··· Recorded data

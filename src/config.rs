//! Application configuration management.
//!
//! This module handles loading configuration from environment variables.
//! It uses the `envy` crate to deserialize environment variables into a type-safe struct.

use serde::Deserialize;
use std::time::Duration;

/// Application configuration loaded from environment variables.
///
/// # Environment Variables
///
/// - `DATABASE_URL` (required): PostgreSQL connection string
/// - `SERVER_PORT` (optional): HTTP server port, defaults to 3000
/// - `DATABASE_MAX_CONNECTIONS` (optional): pool size, defaults to 5
/// - `LOCK_TIMEOUT_MS` (optional): how long a transfer may wait on a row lock, defaults to 5000
/// - `DEFAULT_RACE` / `DEFAULT_CLASS` (optional): links for newly created characters
#[derive(Debug, Clone, Deserialize)]
pub struct Config {
    pub database_url: String,

    #[serde(default = "default_port")]
    pub server_port: u16,

    #[serde(default = "default_max_connections")]
    pub database_max_connections: u32,

    #[serde(default = "default_lock_timeout_ms")]
    pub lock_timeout_ms: u64,

    #[serde(default = "default_race")]
    pub default_race: String,

    #[serde(default = "default_class")]
    pub default_class: String,
}

fn default_port() -> u16 {
    3000
}

fn default_max_connections() -> u32 {
    5
}

fn default_lock_timeout_ms() -> u64 {
    5000
}

fn default_race() -> String {
    "Human".to_string()
}

fn default_class() -> String {
    "Fighter".to_string()
}

impl Config {
    /// Load configuration from environment variables.
    ///
    /// This method first attempts to load a `.env` file (which is optional),
    /// then reads environment variables and deserializes them into a Config struct.
    ///
    /// # Errors
    ///
    /// Returns an error if:
    /// - Required environment variables are missing (e.g., DATABASE_URL)
    /// - Environment variable values cannot be parsed into expected types
    pub fn from_env() -> Result<Self, envy::Error> {
        dotenvy::dotenv().ok();

        // Field names are converted automatically: lock_timeout_ms -> LOCK_TIMEOUT_MS
        envy::from_env::<Config>()
    }

    /// Upper bound on a single row-lock wait.
    pub fn lock_timeout(&self) -> Duration {
        Duration::from_millis(self.lock_timeout_ms)
    }
}

#[cfg(test)]
mod tests {
    use super::*;

    fn vars(pairs: &[(&str, &str)]) -> Vec<(String, String)> {
        pairs
            .iter()
            .map(|(k, v)| (k.to_string(), v.to_string()))
            .collect()
    }

    #[test]
    fn defaults_apply_when_only_database_url_is_set() {
        let config: Config =
            envy::from_iter(vars(&[("DATABASE_URL", "postgres://localhost/dnd")])).unwrap();

        assert_eq!(config.database_url, "postgres://localhost/dnd");
        assert_eq!(config.server_port, 3000);
        assert_eq!(config.database_max_connections, 5);
        assert_eq!(config.lock_timeout(), Duration::from_millis(5000));
        assert_eq!(config.default_race, "Human");
        assert_eq!(config.default_class, "Fighter");
    }

    #[test]
    fn overrides_are_parsed() {
        let config: Config = envy::from_iter(vars(&[
            ("DATABASE_URL", "postgres://db/dnd"),
            ("SERVER_PORT", "8080"),
            ("LOCK_TIMEOUT_MS", "250"),
            ("DEFAULT_CLASS", "Wizard"),
        ]))
        .unwrap();

        assert_eq!(config.server_port, 8080);
        assert_eq!(config.lock_timeout_ms, 250);
        assert_eq!(config.default_class, "Wizard");
    }

    #[test]
    fn missing_database_url_is_an_error() {
        let result = envy::from_iter::<_, Config>(vars(&[("SERVER_PORT", "8080")]));
        assert!(result.is_err());
    }
}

······

§ Aim of the exercise
Reproduce every line in the data that has the word "Wizard" in it.

§ Task response
            ("DEFAULT_CLASS", "Wizard"),
        assert_eq!(config.default_class, "Wizard");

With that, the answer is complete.